▸ Saved entries:
+++++
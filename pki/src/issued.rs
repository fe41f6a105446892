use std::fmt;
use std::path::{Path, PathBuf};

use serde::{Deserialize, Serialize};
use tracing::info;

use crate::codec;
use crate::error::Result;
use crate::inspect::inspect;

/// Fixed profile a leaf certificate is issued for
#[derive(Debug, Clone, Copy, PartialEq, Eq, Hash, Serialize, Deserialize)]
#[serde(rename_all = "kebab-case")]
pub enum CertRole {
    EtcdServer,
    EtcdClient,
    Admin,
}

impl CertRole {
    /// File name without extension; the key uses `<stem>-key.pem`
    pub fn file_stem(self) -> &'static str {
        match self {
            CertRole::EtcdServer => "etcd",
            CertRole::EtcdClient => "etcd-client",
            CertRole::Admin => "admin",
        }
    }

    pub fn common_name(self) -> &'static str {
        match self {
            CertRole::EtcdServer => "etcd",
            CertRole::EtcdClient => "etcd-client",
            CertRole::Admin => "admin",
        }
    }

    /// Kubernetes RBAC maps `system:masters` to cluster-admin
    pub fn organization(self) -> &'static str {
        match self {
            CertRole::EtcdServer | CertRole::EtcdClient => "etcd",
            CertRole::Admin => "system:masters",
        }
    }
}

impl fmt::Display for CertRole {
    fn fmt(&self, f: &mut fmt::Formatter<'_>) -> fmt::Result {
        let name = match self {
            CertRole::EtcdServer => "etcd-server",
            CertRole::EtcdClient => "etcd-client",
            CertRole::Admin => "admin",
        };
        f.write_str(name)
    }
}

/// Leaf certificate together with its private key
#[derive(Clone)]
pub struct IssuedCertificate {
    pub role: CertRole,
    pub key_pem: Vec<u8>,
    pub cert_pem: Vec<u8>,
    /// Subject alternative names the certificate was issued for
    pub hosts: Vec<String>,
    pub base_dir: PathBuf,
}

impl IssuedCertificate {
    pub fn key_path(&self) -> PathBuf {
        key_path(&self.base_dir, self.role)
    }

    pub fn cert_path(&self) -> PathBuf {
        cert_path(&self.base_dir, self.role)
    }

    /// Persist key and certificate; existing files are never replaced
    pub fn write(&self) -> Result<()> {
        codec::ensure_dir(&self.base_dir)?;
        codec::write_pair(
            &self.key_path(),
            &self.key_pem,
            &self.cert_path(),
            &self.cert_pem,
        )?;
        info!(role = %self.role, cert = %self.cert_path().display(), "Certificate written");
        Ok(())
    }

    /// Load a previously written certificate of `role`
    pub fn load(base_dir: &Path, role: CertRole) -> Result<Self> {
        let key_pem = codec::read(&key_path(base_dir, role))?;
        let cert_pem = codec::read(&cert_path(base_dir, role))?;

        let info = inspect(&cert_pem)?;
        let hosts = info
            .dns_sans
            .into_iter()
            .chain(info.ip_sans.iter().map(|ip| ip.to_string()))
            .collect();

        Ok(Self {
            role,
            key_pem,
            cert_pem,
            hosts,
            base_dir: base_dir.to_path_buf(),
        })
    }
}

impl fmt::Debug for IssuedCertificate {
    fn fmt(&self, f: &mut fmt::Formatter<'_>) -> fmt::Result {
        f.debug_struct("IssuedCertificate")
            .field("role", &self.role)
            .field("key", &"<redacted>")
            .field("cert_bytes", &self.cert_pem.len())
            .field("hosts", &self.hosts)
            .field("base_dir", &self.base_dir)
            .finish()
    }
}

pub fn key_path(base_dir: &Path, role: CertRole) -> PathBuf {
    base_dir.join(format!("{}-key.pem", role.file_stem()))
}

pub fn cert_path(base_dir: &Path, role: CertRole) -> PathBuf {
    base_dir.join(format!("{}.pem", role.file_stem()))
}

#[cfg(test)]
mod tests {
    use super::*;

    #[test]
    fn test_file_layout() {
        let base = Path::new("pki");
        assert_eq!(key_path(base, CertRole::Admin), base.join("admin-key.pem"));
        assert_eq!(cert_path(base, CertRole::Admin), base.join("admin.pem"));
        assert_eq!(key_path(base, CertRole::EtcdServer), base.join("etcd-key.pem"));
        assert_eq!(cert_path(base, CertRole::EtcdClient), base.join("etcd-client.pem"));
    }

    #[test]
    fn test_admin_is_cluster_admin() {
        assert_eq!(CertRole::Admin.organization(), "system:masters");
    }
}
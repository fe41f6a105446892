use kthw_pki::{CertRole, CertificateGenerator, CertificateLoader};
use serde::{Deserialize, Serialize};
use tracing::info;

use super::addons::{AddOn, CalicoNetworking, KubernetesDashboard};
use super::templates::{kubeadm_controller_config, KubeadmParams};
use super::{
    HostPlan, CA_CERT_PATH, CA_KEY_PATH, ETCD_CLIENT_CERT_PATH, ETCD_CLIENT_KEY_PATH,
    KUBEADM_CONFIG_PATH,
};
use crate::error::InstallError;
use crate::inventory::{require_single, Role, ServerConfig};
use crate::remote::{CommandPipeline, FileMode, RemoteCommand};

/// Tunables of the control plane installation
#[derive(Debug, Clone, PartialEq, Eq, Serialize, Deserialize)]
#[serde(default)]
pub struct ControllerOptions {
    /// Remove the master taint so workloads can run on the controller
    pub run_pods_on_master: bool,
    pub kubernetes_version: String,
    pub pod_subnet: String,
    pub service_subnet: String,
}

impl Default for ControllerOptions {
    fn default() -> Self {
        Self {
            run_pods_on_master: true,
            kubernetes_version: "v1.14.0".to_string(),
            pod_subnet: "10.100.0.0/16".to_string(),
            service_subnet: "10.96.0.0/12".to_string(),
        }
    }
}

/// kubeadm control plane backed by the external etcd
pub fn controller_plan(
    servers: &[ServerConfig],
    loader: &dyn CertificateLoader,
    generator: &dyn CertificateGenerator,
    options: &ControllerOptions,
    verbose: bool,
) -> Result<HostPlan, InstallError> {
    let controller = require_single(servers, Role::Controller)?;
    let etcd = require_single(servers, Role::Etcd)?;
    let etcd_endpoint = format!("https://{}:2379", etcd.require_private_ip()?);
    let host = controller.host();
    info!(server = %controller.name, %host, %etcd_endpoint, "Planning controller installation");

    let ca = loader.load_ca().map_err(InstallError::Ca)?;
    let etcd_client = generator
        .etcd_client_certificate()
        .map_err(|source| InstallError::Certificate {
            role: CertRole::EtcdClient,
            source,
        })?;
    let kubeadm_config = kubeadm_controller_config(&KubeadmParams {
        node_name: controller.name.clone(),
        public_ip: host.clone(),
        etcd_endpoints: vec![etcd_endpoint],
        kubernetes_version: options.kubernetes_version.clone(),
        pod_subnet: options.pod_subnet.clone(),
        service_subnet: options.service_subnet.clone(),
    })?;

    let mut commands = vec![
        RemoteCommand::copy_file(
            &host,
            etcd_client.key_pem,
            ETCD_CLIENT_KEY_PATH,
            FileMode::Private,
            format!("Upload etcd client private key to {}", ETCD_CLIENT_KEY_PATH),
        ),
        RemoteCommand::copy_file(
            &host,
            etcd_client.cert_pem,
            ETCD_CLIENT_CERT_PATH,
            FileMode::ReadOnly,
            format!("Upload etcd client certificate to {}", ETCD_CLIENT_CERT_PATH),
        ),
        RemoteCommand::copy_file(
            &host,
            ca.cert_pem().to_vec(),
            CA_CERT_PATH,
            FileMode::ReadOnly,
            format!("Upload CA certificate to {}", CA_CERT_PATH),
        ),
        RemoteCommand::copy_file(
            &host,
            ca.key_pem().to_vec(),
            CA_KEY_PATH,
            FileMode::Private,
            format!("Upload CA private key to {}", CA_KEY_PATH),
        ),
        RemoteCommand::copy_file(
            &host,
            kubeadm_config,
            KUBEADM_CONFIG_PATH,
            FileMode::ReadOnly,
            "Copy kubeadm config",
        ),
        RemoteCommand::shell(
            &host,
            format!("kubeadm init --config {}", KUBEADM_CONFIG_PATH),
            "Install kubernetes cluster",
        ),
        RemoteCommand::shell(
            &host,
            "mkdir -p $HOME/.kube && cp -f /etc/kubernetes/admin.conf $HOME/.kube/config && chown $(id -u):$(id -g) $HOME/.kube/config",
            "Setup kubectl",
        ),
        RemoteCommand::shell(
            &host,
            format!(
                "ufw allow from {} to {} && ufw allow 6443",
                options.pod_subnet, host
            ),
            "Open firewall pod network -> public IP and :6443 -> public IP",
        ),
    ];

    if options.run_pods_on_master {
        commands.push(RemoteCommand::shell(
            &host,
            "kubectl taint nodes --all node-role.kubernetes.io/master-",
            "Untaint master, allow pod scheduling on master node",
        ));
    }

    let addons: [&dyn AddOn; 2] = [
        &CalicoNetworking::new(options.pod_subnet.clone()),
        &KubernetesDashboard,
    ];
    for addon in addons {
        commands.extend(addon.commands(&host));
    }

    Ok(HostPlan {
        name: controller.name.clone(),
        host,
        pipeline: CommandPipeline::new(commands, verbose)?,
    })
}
+++++
▸ Required work:
Return the lines above precisely as they appear, beginning at the first line and ending at the line with "Hash, Serialize, Deserialize)]", and nothing after it.

▸ Answer box:
filename pki/src/issued.rs
repository fe41f6a105446892
use std::fmt;
use std::path::{Path, PathBuf};

use serde::{Deserialize, Serialize};
use tracing::info;

use crate::codec;
use crate::error::Result;
use crate::inspect::inspect;

/// Fixed profile a leaf certificate is issued for
#[derive(Debug, Clone, Copy, PartialEq, Eq, Hash, Serialize, Deserialize)]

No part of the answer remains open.